Il est évident que la publicité peut toujours être limitée par les droits des parties, des accusés (huit-clos), l’impartialité du tribunal, le droit d’expression des victimes, etc. Mais comme elle pouvait l’être avant, sans l’utilisation des nouvelles technologies. Cependant le droit à l’image n’est pas considéré comme faisant obstacle à la diffusion de la vidéo puisque le procès est considéré comme un acte public[8]. Tel est le raisonnement par analogie du Professeur Ignacio Anitua, depuis la décision du « Tribunal Constitutional » du 19 juillet 1989 sur la diffusion d’une session parlementaire de l’Assemblée régionale de Cantabria. Il considère que, tout comme une assemblée parlementaire, l’audience est un acte public par nature, ainsi les personnes présentes au procès ne peuvent opposer un droit à l’image qui empêcherait la diffusion des enregistrements réalisés. (Le Tribunal avait refusé de juger que le droit à l’image des députés empêchait la diffusion télévisuelle des débats).

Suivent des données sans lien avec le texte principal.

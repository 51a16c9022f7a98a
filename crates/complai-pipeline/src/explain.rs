//! Follow-up explanation generation for completed analyses.
//!
//! Works from the job record alone: the complaint/FRL texts persisted at the
//! pipeline's extraction checkpoint plus the stored report. Two variants —
//! why the outcome was predicted, and why the confidence score was assigned.

use std::sync::Arc;

use complai_core::{JobRecord, Report};
use complai_llm::{Completion, LlmError};
use complai_store::{JobStore, StoreError};
use thiserror::Error;
use tracing::info;

#[derive(Debug, Error)]
pub enum ExplainError {
    #[error("job `{0}` not found")]
    JobNotFound(String),

    #[error("job `{0}` has no persisted texts or report to explain")]
    MissingContext(String),

    #[error("store operation failed: {0}")]
    Store(#[from] StoreError),

    #[error("generative completion failed: {0}")]
    Llm(#[from] LlmError),

    #[error("failed to serialise report: {0}")]
    Json(#[from] serde_json::Error),
}

/// Generates bullet-point explanations for a completed job.
pub struct Explainer {
    jobs: Arc<dyn JobStore>,
    llm: Arc<dyn Completion>,
}

impl Explainer {
    pub fn new(jobs: Arc<dyn JobStore>, llm: Arc<dyn Completion>) -> Self {
        Self { jobs, llm }
    }

    /// Explain the primary reasons behind the predicted outcome.
    pub async fn explain_outcome(&self, job_id: &str) -> Result<Vec<String>, ExplainError> {
        let (complaint, frl, report) = self.context(job_id).await?;
        let report_json = serde_json::to_string(&report)?;
        let prompt = outcome_prompt(&report_json, &complaint, &frl);

        info!(job_id, "generating outcome explanation");
        let response = self.llm.complete(&prompt).await?;
        Ok(split_bullets(&response))
    }

    /// Explain the factors behind the confidence score.
    pub async fn explain_confidence(&self, job_id: &str) -> Result<Vec<String>, ExplainError> {
        let (complaint, frl, report) = self.context(job_id).await?;
        let outcome = &report.predicted_fos_outcome;
        let prompt = confidence_prompt(&outcome.outcome, &outcome.confidence, &complaint, &frl);

        info!(job_id, "generating confidence explanation");
        let response = self.llm.complete(&prompt).await?;
        Ok(split_bullets(&response))
    }

    /// Fetch the job and require the persisted texts and report.
    async fn context(&self, job_id: &str) -> Result<(String, String, Report), ExplainError> {
        let record: JobRecord = self
            .jobs
            .get(job_id)
            .await?
            .ok_or_else(|| ExplainError::JobNotFound(job_id.to_string()))?;

        match (record.complaint_text, record.frl_text, record.report) {
            (Some(complaint), Some(frl), Some(report))
                if !complaint.is_empty() && !frl.is_empty() =>
            {
                Ok((complaint, frl, report))
            }
            _ => Err(ExplainError::MissingContext(job_id.to_string())),
        }
    }
}

/// Prompt for explaining the predicted outcome.
pub fn outcome_prompt(report_json: &str, complaint_text: &str, frl_text: &str) -> String {
    format!(
        r#"**Context:**
An AI model previously analyzed a customer complaint and a firm's Final Response Letter (FRL).
The model's final analysis was: {report_json}

**Original Complaint:**
{complaint_text}

**Original FRL:**
{frl_text}

**Task:**
Based on all the provided context, explain IN THREE CONCISE BULLET POINTS the primary reasons for the 'predicted_fos_outcome'. Focus on the most critical factors.
Start each point with a hyphen (-).

**Output:**
Return ONLY the three bullet points as a single string, with each point separated by a newline character.
"#
    )
}

/// Prompt for explaining the confidence score.
pub fn confidence_prompt(
    outcome: &str,
    confidence: &str,
    complaint_text: &str,
    frl_text: &str,
) -> String {
    format!(
        r#"**Context:**
An AI model previously analyzed a customer complaint and a firm's Final Response Letter (FRL).
The model predicted the FOS outcome would be "{outcome}" with a confidence score of "{confidence}".

**Original Complaint:**
{complaint_text}

**Original FRL:**
{frl_text}

**Task:**
Based on all the provided context, explain in three concise bullet points the primary reasons you assigned the confidence score of "{confidence}".
Focus on factors of certainty or uncertainty (e.g., "Confidence is high because of a clear precedent match," or "Confidence is moderate due to conflicting evidence.").
Start each point with a hyphen (-).

**Output:**
Return ONLY the three bullet points as a single string, with each point separated by a newline character.
"#
    )
}

/// Split a bullet-point response into trimmed points.
///
/// Splits on lines rather than on every hyphen so hyphenated words survive;
/// leading bullet markers are stripped.
pub fn split_bullets(text: &str) -> Vec<String> {
    text.lines()
        .map(|line| {
            line.trim()
                .trim_start_matches(['-', '*', '•'])
                .trim()
                .to_string()
        })
        .filter(|line| !line.is_empty())
        .collect()
}

#[cfg(test)]
mod tests {
    use super::*;
    use async_trait::async_trait;
    use complai_core::{JobUpdate, Report};
    use complai_store::MemoryJobStore;

    struct CannedLlm(&'static str);

    #[async_trait]
    impl Completion for CannedLlm {
        async fn complete(&self, _prompt: &str) -> Result<String, LlmError> {
            Ok(self.0.to_string())
        }
    }

    fn sample_report() -> Report {
        serde_json::from_value(serde_json::json!({
            "case_summary": "Fee dispute.",
            "frl_compliance_checks": [],
            "historical_precedent_analysis": [],
            "key_risk_indicators": [],
            "predicted_fos_outcome": {"outcome": "Likely to be Upheld", "confidence": "85%"},
            "financial_impact_assessment": {"low_estimate": "£500", "high_estimate": "£750"},
            "recommendations": "Refund.",
            "executive_summary": "Short."
        }))
        .unwrap()
    }

    async fn completed_job(store: &MemoryJobStore, job_id: &str) {
        store.create(job_id).await.unwrap();
        store
            .update(job_id, JobUpdate::texts("complaint body", "frl body"))
            .await
            .unwrap();
        store
            .update(job_id, JobUpdate::complete(sample_report()))
            .await
            .unwrap();
    }

    #[test]
    fn split_bullets_strips_markers_and_blanks() {
        let bullets = split_bullets("- first point\n\n- second point\n• third point\n");
        assert_eq!(bullets, vec!["first point", "second point", "third point"]);
    }

    #[test]
    fn split_bullets_keeps_hyphenated_words() {
        let bullets = split_bullets("- the FRL was well-structured and clear");
        assert_eq!(bullets, vec!["the FRL was well-structured and clear"]);
    }

    #[test]
    fn confidence_prompt_quotes_prediction() {
        let prompt = confidence_prompt("Likely to be Upheld", "85%", "c", "f");
        assert!(prompt.contains("\"Likely to be Upheld\""));
        assert!(prompt.contains("\"85%\""));
    }

    #[test]
    fn outcome_prompt_embeds_report_and_texts() {
        let prompt = outcome_prompt("{\"k\":1}", "complaint body", "frl body");
        assert!(prompt.contains("{\"k\":1}"));
        assert!(prompt.contains("complaint body"));
        assert!(prompt.contains("frl body"));
    }

    #[tokio::test]
    async fn explain_outcome_returns_bullets() {
        let store = Arc::new(MemoryJobStore::new());
        completed_job(&store, "job-1").await;

        let explainer = Explainer::new(
            store,
            Arc::new(CannedLlm("- clear precedent\n- late FRL\n- fee undisclosed")),
        );
        let bullets = explainer.explain_outcome("job-1").await.unwrap();
        assert_eq!(bullets.len(), 3);
        assert_eq!(bullets[0], "clear precedent");
    }

    #[tokio::test]
    async fn explain_requires_a_known_job() {
        let explainer = Explainer::new(
            Arc::new(MemoryJobStore::new()),
            Arc::new(CannedLlm("- a")),
        );
        let err = explainer.explain_outcome("missing").await.unwrap_err();
        assert!(matches!(err, ExplainError::JobNotFound(_)));
    }

    #[tokio::test]
    async fn explain_requires_persisted_texts_and_report() {
        let store = Arc::new(MemoryJobStore::new());
        store.create("job-2").await.unwrap();
        // Texts persisted but the job never completed.
        store
            .update("job-2", JobUpdate::texts("complaint", "frl"))
            .await
            .unwrap();

        let explainer = Explainer::new(store, Arc::new(CannedLlm("- a")));
        let err = explainer.explain_confidence("job-2").await.unwrap_err();
        assert!(matches!(err, ExplainError::MissingContext(id) if id == "job-2"));
    }
}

Puisque désormais l’enregistrement vidéographique remplace le procès-verbal établit par la juridiction pour toute instance, la pratique a montré que la nouvelle problématique soulevée est celle de savoir ce qu’il advenait dans les cas où il faudrait faire face à un défaut d’enregistrement, que celui-ci soit défectueux ou n’est pu être réalisé.

La décision SAP Sevilla, 5, 20 janvier 2005, RAJ 2005/140298[9] nous expose le raisonnement à adopter dans une telle situation. L’article 147 de la loi de procédure civile charge le greffier de s’assurer du bon fonctionnement du matériel d’enregistrement. S’ils fonctionnent le greffier émet simplement un acte simplifié avec les éléments de dates, lieu, demandes et proposition des parties ainsi que la résolution et la décision du tribunal. Il pourra également retranscrire le cas échéant les circonstances et incidents n’apparaissant pas sur l’enregistrement. Cet acte écrit reste donc très restreint, le document faisant foi étant l’enregistrement vidéo. Dans le cas où la vidéo ne fonctionne pas, le greffier enregistre simplement le son du procès. Si ni la vidéo, ni le son ne fonctionnent, un rapport écrit complet du greffier vient se substituer à l’enregistrement.

L’article 146.2 n’interdit pas la rédaction d’un acte complet par le greffier qui s’ajouterait à l’enregistrement vidéo mais dans la pratique, le greffier considère sa mission remplie avec l’élaboration d’un acte succinct puisqu’il a confiance en l’enregistrement réalisé.

Or il est possible qu’un problème survienne lors de l’audience même si au départ, le matériel fonctionnait bien. Une fois encore, il faut rappeler que l’enregistrement sur le support recueillant la vidéo et le son est différent de l’acte procédural. En effet, il est l’une des formes ou moyens légalement prévus par la loi, mais qui doit être complété par l’acte succinct du greffier pour lui donner force probatoire.

Ainsi, la perte, l’inexistence ou la détérioration de l’enregistrement original n’implique pas nécessairement la nullité de l’instance de manière automatique. Lors de la perte de la « preuve » documentaire, les articles 232 et suivants de la LEC (loi de procédure civile) prévoit qu’elle puisse être substituée par le procédé opportun de reconstitution des pièces du dossier. Si cela s’avère impossible, qu’il n’existe aucune autre forme de documentation, et qu’il est également impossible de connaitre le contenu de l’action, la procédure est déclarée nulle. Ce qui est déterminant est alors l’existence ou non d’un contenu digne de foi (STAP Madrid, numéro 462/2006 du 3 octobre). De la même façon, différentes jurisprudences de juridictions inférieures[10] affirment qu’il faut mettre en lumière l’influence réelle du vice constaté, son incidence sur les droits des parties et vérifier s’il a vraiment causé une violation dans les droits de la défense.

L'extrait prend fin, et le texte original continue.